→ Assigned task: Read the lines below, and copy any that contain the string "expected".

→ Data listing:
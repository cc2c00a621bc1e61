//! Radial fan-out layout for mind maps.
//!
//! Roots are pinned at the diagram center. Every other node sits on a ring
//! whose radius grows with its level, at an angle fanned out around its
//! parent's angle:
//!
//! ```text
//! radius(level) = base_radius + level * ring_spacing
//! angle         = center_angle
//!               + (sibling_index - (sibling_count - 1) / 2)
//!                 * (angular_span / max(sibling_count, min_slot_divisor))
//! ```
//!
//! The divisor floor keeps a node with one or two children from spreading
//! them across a half-circle into neighbouring branches.
//!
//! Each child uses its parent's resolved angle as its own center angle, so
//! branches keep fanning outward instead of re-centering on the origin.

use serde::{Deserialize, Serialize};
use std::f32::consts::PI;

use crate::tree::{MindMapDocument, NodeKey};

/// Configuration for the radial layout.
#[derive(Debug, Clone, PartialEq, Serialize, Deserialize)]
#[serde(default, rename_all = "camelCase")]
pub struct RadialConfig {
    /// X coordinate every root is pinned to.
    pub center_x: f32,
    /// Y coordinate every root is pinned to.
    pub center_y: f32,
    /// Radius of the ring at level 0; level 1 sits one spacing further out.
    pub base_radius: f32,
    /// Distance between consecutive rings.
    pub ring_spacing: f32,
    /// Arc shared out between siblings before the divisor floor applies.
    pub angular_span: f32,
    /// Floor on the slot divisor.
    pub min_slot_divisor: u32,
    /// Angle the first root fans its children around.
    pub start_angle: f32,
}

impl Default for RadialConfig {
    fn default() -> Self {
        Self {
            center_x: 300.0,
            center_y: 200.0,
            base_radius: 100.0,
            ring_spacing: 80.0,
            angular_span: PI,
            min_slot_divisor: 3,
            start_angle: 0.0,
        }
    }
}

impl RadialConfig {
    /// Radius of the ring holding nodes at `level`.
    #[inline]
    pub fn ring_radius(&self, level: u32) -> f32 {
        self.base_radius + level as f32 * self.ring_spacing
    }

    /// Angle of one sibling's slot around `center_angle`.
    #[inline]
    pub fn slot_angle(
        &self,
        center_angle: f32,
        angular_span: f32,
        sibling_index: u32,
        sibling_count: u32,
    ) -> f32 {
        let count = sibling_count.max(1);
        let offset = sibling_index as f32 - (count - 1) as f32 / 2.0;
        let divisor = count.max(self.min_slot_divisor).max(1) as f32;
        center_angle + offset * (angular_span / divisor)
    }
}

/// A 2D point in diagram space.
#[derive(Debug, Clone, Copy, PartialEq, Serialize, Deserialize)]
pub struct Position {
    pub x: f32,
    pub y: f32,
}

/// Where a node lands, plus the angle its children fan out around.
#[derive(Debug, Clone, Copy, PartialEq)]
pub struct Placement {
    pub position: Position,
    pub angle: f32,
}

/// Place a single node.
///
/// Level-0 nodes ignore radius and angle and land on the center point; their
/// resolved angle is still returned because their children fan around it.
pub fn place_node(
    config: &RadialConfig,
    level: u32,
    center_angle: f32,
    angular_span: f32,
    sibling_index: u32,
    sibling_count: u32,
) -> Placement {
    let angle = config.slot_angle(center_angle, angular_span, sibling_index, sibling_count);

    let position = if level == 0 {
        Position {
            x: config.center_x,
            y: config.center_y,
        }
    } else {
        let radius = config.ring_radius(level);
        Position {
            x: config.center_x + angle.cos() * radius,
            y: config.center_y + angle.sin() * radius,
        }
    };

    Placement { position, angle }
}

/// Result of the radial layout computation.
///
/// Buffers are indexed by [`NodeKey`] (arena order).
#[derive(Debug, Clone, PartialEq, Default)]
pub struct RadialLayoutResult {
    /// X positions, one per node.
    pub positions_x: Vec<f32>,
    /// Y positions, one per node.
    pub positions_y: Vec<f32>,
    /// Resolved angle of each node.
    pub angles: Vec<f32>,
    /// Level of each node.
    pub levels: Vec<u32>,
    /// Number of nodes laid out.
    pub node_count: usize,
}

impl RadialLayoutResult {
    pub fn position(&self, key: NodeKey) -> Option<Position> {
        let i = key.index();
        Some(Position {
            x: *self.positions_x.get(i)?,
            y: *self.positions_y.get(i)?,
        })
    }

    pub fn is_empty(&self) -> bool {
        self.node_count == 0
    }
}

/// The radial layout engine.
#[derive(Debug, Clone, Default)]
pub struct RadialLayout {
    config: RadialConfig,
}

impl RadialLayout {
    /// Create a new radial layout with the given configuration.
    pub fn new(config: RadialConfig) -> Self {
        Self { config }
    }

    /// Create a radial layout with default configuration.
    pub fn with_defaults() -> Self {
        Self::new(RadialConfig::default())
    }

    pub fn config(&self) -> &RadialConfig {
        &self.config
    }

    /// Lay out every node of the document.
    ///
    /// The arena is in pre-order, so each parent's angle is resolved before
    /// any of its children are visited and one forward sweep suffices.
    /// Roots are placed as the only sibling (count 1) at their root index.
    pub fn compute(&self, doc: &MindMapDocument) -> RadialLayoutResult {
        let node_count = doc.count_nodes();
        let mut positions_x = Vec::with_capacity(node_count);
        let mut positions_y = Vec::with_capacity(node_count);
        let mut angles: Vec<f32> = Vec::with_capacity(node_count);
        let mut levels = Vec::with_capacity(node_count);

        for (_, node) in doc.walk() {
            let (center_angle, sibling_count) = match node.parent {
                Some(parent) => (angles[parent.index()], node.sibling_count),
                None => (self.config.start_angle, 1),
            };

            let placement = place_node(
                &self.config,
                node.level,
                center_angle,
                self.config.angular_span,
                node.sibling_index,
                sibling_count,
            );

            positions_x.push(placement.position.x);
            positions_y.push(placement.position.y);
            angles.push(placement.angle);
            levels.push(node.level);
        }

        RadialLayoutResult {
            positions_x,
            positions_y,
            angles,
            levels,
            node_count,
        }
    }
}

#[cfg(test)]
mod tests {
    use super::*;
    use crate::tree::MindMapNode;

    fn assert_close(actual: f32, expected: f32, what: &str) {
        assert!(
            (actual - expected).abs() < 0.01,
            "{what}: expected {expected}, got {actual}"
        );
    }

    #[test]
    fn test_ring_radius_increases() {
        let config = RadialConfig::default();
        assert_close(config.ring_radius(1), 180.0, "level 1");
        assert_close(config.ring_radius(2), 260.0, "level 2");
        for level in 0..32 {
            assert!(config.ring_radius(level + 1) > config.ring_radius(level));
        }
    }

    #[test]
    fn test_slot_angle_divisor_floor() {
        let config = RadialConfig::default();
        // Two siblings share thirds of pi, not halves.
        assert_close(config.slot_angle(0.0, PI, 0, 2), -PI / 6.0, "first of two");
        assert_close(config.slot_angle(0.0, PI, 1, 2), PI / 6.0, "second of two");
        // A single child stays on its parent's angle.
        assert_close(config.slot_angle(1.0, PI, 0, 1), 1.0, "only child");
        // Above the floor the span is divided by the sibling count.
        assert_close(config.slot_angle(0.0, PI, 0, 4), -1.5 * PI / 4.0, "first of four");
    }

    #[test]
    fn test_root_pinned_to_center() {
        let config = RadialConfig::default();
        let placement = place_node(&config, 0, 2.5, PI, 3, 7);
        assert_eq!(placement.position, Position { x: 300.0, y: 200.0 });
    }

    #[test]
    fn test_sample_positions() {
        let doc = MindMapDocument::sample();
        let result = RadialLayout::with_defaults().compute(&doc);
        assert_eq!(result.node_count, 6);

        let pos = |id: &str| result.position(doc.key_of(id).unwrap()).unwrap();

        let root = pos("root");
        assert_close(root.x, 300.0, "root x");
        assert_close(root.y, 200.0, "root y");

        let branch1 = pos("1");
        assert_close(branch1.x, 300.0 + 180.0 * (-PI / 6.0).cos(), "branch 1 x");
        assert_close(branch1.y, 110.0, "branch 1 y");

        let branch2 = pos("2");
        assert_close(branch2.x, 300.0 + 180.0 * (PI / 6.0).cos(), "branch 2 x");
        assert_close(branch2.y, 290.0, "branch 2 y");

        let leaf_a = pos("1.1");
        assert_close(leaf_a.x, 430.0, "leaf A x");
        assert_close(leaf_a.y, 200.0 - 260.0 * (PI / 3.0).sin(), "leaf A y");

        // Only child inherits its parent's angle.
        let leaf_c = pos("2.1");
        assert_close(leaf_c.x, 300.0 + 260.0 * (PI / 6.0).cos(), "leaf C x");
        assert_close(leaf_c.y, 330.0, "leaf C y");
    }

    #[test]
    fn test_deterministic() {
        let doc = MindMapDocument::sample();
        let layout = RadialLayout::with_defaults();
        assert_eq!(layout.compute(&doc), layout.compute(&doc));
    }

    #[test]
    fn test_every_node_on_its_ring() {
        let doc = MindMapDocument::sample();
        let result = RadialLayout::with_defaults().compute(&doc);
        let config = RadialConfig::default();

        for (key, node) in doc.walk() {
            let p = result.position(key).unwrap();
            let dist = ((p.x - 300.0).powi(2) + (p.y - 200.0).powi(2)).sqrt();
            let expected = if node.level == 0 { 0.0 } else { config.ring_radius(node.level) };
            assert_close(dist, expected, &node.id);
        }
    }

    #[test]
    fn test_multiple_roots_all_centered() {
        let doc = MindMapDocument::new(
            "two",
            vec![
                MindMapNode::branch("a", "A", vec![MindMapNode::leaf("a1", "A1")]),
                MindMapNode::branch("b", "B", vec![MindMapNode::leaf("b1", "B1")]),
            ],
        )
        .unwrap();
        let result = RadialLayout::with_defaults().compute(&doc);

        for id in ["a", "b"] {
            let p = result.position(doc.key_of(id).unwrap()).unwrap();
            assert_eq!(p, Position { x: 300.0, y: 200.0 });
        }

        // Root i fans its children around i * pi / 3.
        let b1 = doc.key_of("b1").unwrap();
        assert_close(result.angles[b1.index()], PI / 3.0, "second root's child angle");
    }

    #[test]
    fn test_single_root_without_children() {
        let doc = MindMapDocument::new("solo", vec![MindMapNode::leaf("r", "Root")]).unwrap();
        let result = RadialLayout::with_defaults().compute(&doc);
        assert_eq!(result.node_count, 1);
        assert_eq!(result.position(NodeKey(0)), Some(Position { x: 300.0, y: 200.0 }));
    }

    #[test]
    fn test_empty_document() {
        let doc = MindMapDocument::empty("blank");
        let result = RadialLayout::with_defaults().compute(&doc);
        assert!(result.is_empty());
        assert!(result.positions_x.is_empty());
        assert_eq!(result.position(NodeKey(0)), None);
    }

    #[test]
    fn test_config_from_partial_json() {
        let config: RadialConfig = serde_json::from_str(r#"{"ringSpacing": 50}"#).unwrap();
        assert_eq!(config.ring_spacing, 50.0);
        assert_eq!(config.base_radius, 100.0);
        assert_eq!(config.min_slot_divisor, 3);
    }
}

→ Answer section:
    fn assert_close(actual: f32, expected: f32, what: &str) {
            (actual - expected).abs() < 0.01,
            "{what}: expected {expected}, got {actual}"
            let expected = if node.level == 0 { 0.0 } else { config.ring_radius(node.level) };
            assert_close(dist, expected, &node.id);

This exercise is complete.